Free, on May 26 2004, 05:50 PM, said:

Eric, at some point you're right, BUT! Evaluation of the hand is not dependent of your own hand alone, it depends on all hands, and therefor has to be based on the bidding. If you have AQ10xx in a suit, your hand is twice as much worth when RHO opened in that suit than if your LHO opened that suit. Same like your partner has a singleton in a suit where you have KQJ10x, your hand isn't worth as much as if your HCP are in another suit... And as far as I know, NOT ONE evaluationmethod has rules that change handevaluation on the opponent's bidding yet, but ZAR uses some adjustments on partner's hand which should make it theoretically a better method than others.
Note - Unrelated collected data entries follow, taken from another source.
//! MACD (Moving Average Convergence Divergence).
//!
//! MACD Line = EMA(fast) - EMA(slow)
//! Signal Line = EMA(signal) of MACD Line
//! Histogram = MACD Line - Signal Line
//!
//! Warmup: the value is undefined until the signal line exists, i.e. for the
//! first (slow - 1) + (signal - 1) bars.

use crate::domain::indicator::ema::{ema_of, ema_of_optional};
use crate::domain::ohlcv::PriceBar;

pub const DEFAULT_FAST: usize = 12;
pub const DEFAULT_SLOW: usize = 26;
pub const DEFAULT_SIGNAL: usize = 9;

#[derive(Debug, Clone, Copy, PartialEq)]
#[cfg_attr(feature = "serde", derive(serde::Serialize))]
pub struct MacdValue {
    pub line: f64,
    pub signal: f64,
    pub histogram: f64,
}

pub fn calculate_macd(
    bars: &[PriceBar],
    fast: usize,
    slow: usize,
    signal_period: usize,
) -> Vec<Option<MacdValue>> {
    if fast == 0 || slow == 0 || signal_period == 0 {
        return vec![None; bars.len()];
    }

    let closes: Vec<f64> = bars.iter().map(|b| b.close).collect();
    let ema_fast = ema_of(&closes, fast);
    let ema_slow = ema_of(&closes, slow);

    let macd_line: Vec<Option<f64>> = ema_fast
        .iter()
        .zip(&ema_slow)
        .map(|(f, s)| match (f, s) {
            (Some(f), Some(s)) => Some(f - s),
            _ => None,
        })
        .collect();
    let signal_line = ema_of_optional(&macd_line, signal_period);

    macd_line
        .iter()
        .zip(&signal_line)
        .map(|(line, signal)| match (line, signal) {
            (Some(line), Some(signal)) => Some(MacdValue {
                line: *line,
                signal: *signal,
                histogram: line - signal,
            }),
            _ => None,
        })
        .collect()
}

#[cfg(test)]
mod tests {
    use super::*;
    use crate::domain::indicator::test_support::bars_from_closes;

    fn macd_default(bars: &[PriceBar]) -> Vec<Option<MacdValue>> {
        calculate_macd(bars, DEFAULT_FAST, DEFAULT_SLOW, DEFAULT_SIGNAL)
    }

    #[test]
    fn macd_empty_bars() {
        assert!(macd_default(&[]).is_empty());
    }

    #[test]
    fn macd_warmup_default() {
        let closes: Vec<f64> = (0..40).map(|i| 100.0 + i as f64).collect();
        let values = macd_default(&bars_from_closes(&closes));
        let warmup = DEFAULT_SLOW - 1 + DEFAULT_SIGNAL - 1;
        for (i, v) in values.iter().enumerate() {
            assert_eq!(v.is_some(), i >= warmup, "bar {}", i);
        }
    }

    #[test]
    fn macd_constant_prices_is_zero() {
        let values = calculate_macd(&bars_from_closes(&[50.0; 20]), 3, 6, 3);
        for v in values.iter().flatten() {
            assert!(v.line.abs() < 1e-12);
            assert!(v.signal.abs() < 1e-12);
            assert!(v.histogram.abs() < 1e-12);
        }
    }

    #[test]
    fn macd_rising_prices_positive_line() {
        let closes: Vec<f64> = (0..60).map(|i| 100.0 + i as f64).collect();
        let values = macd_default(&bars_from_closes(&closes));
        let last = values.last().unwrap().unwrap();
        assert!(last.line > 0.0);
    }

    #[test]
    fn macd_histogram_is_line_minus_signal() {
        let closes: Vec<f64> = (0..60)
            .map(|i| 100.0 + (i as f64 * 0.3).sin() * 4.0)
            .collect();
        for v in macd_default(&bars_from_closes(&closes)).iter().flatten() {
            assert!((v.histogram - (v.line - v.signal)).abs() < 1e-12);
        }
    }

    #[test]
    fn macd_zero_period() {
        let values = calculate_macd(&bars_from_closes(&[1.0, 2.0]), 0, 26, 9);
        assert!(values.iter().all(Option::is_none));
    }
}
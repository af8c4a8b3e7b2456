//! Bollinger Bands.
//!
//! - Middle: SMA over n closes
//! - Upper: Middle + (multiplier × StdDev)
//! - Lower: Middle - (multiplier × StdDev)
//!
//! StdDev is the population standard deviation (divides by N). A flat window
//! has zero width: all three bands equal the mean.
//!
//! Warmup: first (period-1) bars are undefined.

use crate::domain::ohlcv::PriceBar;

#[derive(Debug, Clone, Copy, PartialEq)]
#[cfg_attr(feature = "serde", derive(serde::Serialize))]
pub struct BollingerBands {
    pub upper: f64,
    pub middle: f64,
    pub lower: f64,
}

pub fn calculate_bollinger(
    bars: &[PriceBar],
    period: usize,
    stddev_mult_x100: u32,
) -> Vec<Option<BollingerBands>> {
    if period == 0 {
        return vec![None; bars.len()];
    }
    let mult = stddev_mult_x100 as f64 / 100.0;

    (0..bars.len())
        .map(|i| {
            if i + 1 < period {
                return None;
            }
            let window = &bars[i + 1 - period..=i];
            let middle: f64 = window.iter().map(|b| b.close).sum::<f64>() / period as f64;
            let variance: f64 = window
                .iter()
                .map(|b| {
                    let diff = b.close - middle;
                    diff * diff
                })
                .sum::<f64>()
                / period as f64;
            let stddev = variance.sqrt();

            Some(BollingerBands {
                upper: middle + mult * stddev,
                middle,
                lower: middle - mult * stddev,
            })
        })
        .collect()
}

#[cfg(test)]
mod tests {
    use super::*;
    use crate::domain::indicator::test_support::bars_from_closes;

    #[test]
    fn bollinger_warmup() {
        let bars = bars_from_closes(&[10.0, 20.0, 30.0, 40.0, 50.0]);
        let bands = calculate_bollinger(&bars, 3, 200);
        assert!(bands[0].is_none());
        assert!(bands[1].is_none());
        assert!(bands[2].is_some());
        assert!(bands[4].is_some());
    }

    #[test]
    fn bollinger_constant_values_collapse_to_mean() {
        let bars = bars_from_closes(&[100.0; 5]);
        let b = calculate_bollinger(&bars, 3, 200)[2].unwrap();
        assert!((b.middle - 100.0).abs() < f64::EPSILON);
        assert!((b.upper - 100.0).abs() < f64::EPSILON);
        assert!((b.lower - 100.0).abs() < f64::EPSILON);
    }

    #[test]
    fn bollinger_basic_calculation() {
        let bars = bars_from_closes(&[10.0, 20.0, 30.0]);
        let b = calculate_bollinger(&bars, 3, 200)[2].unwrap();

        let expected_middle: f64 = 20.0;
        let variance: f64 = (100.0 + 0.0 + 100.0) / 3.0;
        let stddev = variance.sqrt();

        assert!((b.middle - expected_middle).abs() < 1e-10);
        assert!((b.upper - (expected_middle + 2.0 * stddev)).abs() < 1e-10);
        assert!((b.lower - (expected_middle - 2.0 * stddev)).abs() < 1e-10);
    }

    #[test]
    fn bollinger_multiplier_variations() {
        let bars = bars_from_closes(&[10.0, 20.0, 30.0]);
        let one = calculate_bollinger(&bars, 3, 100)[2].unwrap();
        let two = calculate_bollinger(&bars, 3, 200)[2].unwrap();
        assert!(((two.upper - two.lower) - 2.0 * (one.upper - one.lower)).abs() < 1e-10);
    }

    #[test]
    fn bollinger_symmetry() {
        let bars = bars_from_closes(&[10.0, 20.0, 30.0]);
        let b = calculate_bollinger(&bars, 3, 200)[2].unwrap();
        assert!(((b.upper - b.middle) - (b.middle - b.lower)).abs() < 1e-10);
    }
}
When using your head to evaluate hands, you'll use ALL available info and your personal experience, like passing with a sure big fit to keep opps out of slam for example.

You are right in that the "correct" evaluation method takes account of opponents' bidding (and state of the match, your estimation of partner's skill, psychological aspects etc etc). But there are still rules to all of this.

eg Whatever evaluation method I was using, I would count AQ as if it were AK if my RHO bid the suit.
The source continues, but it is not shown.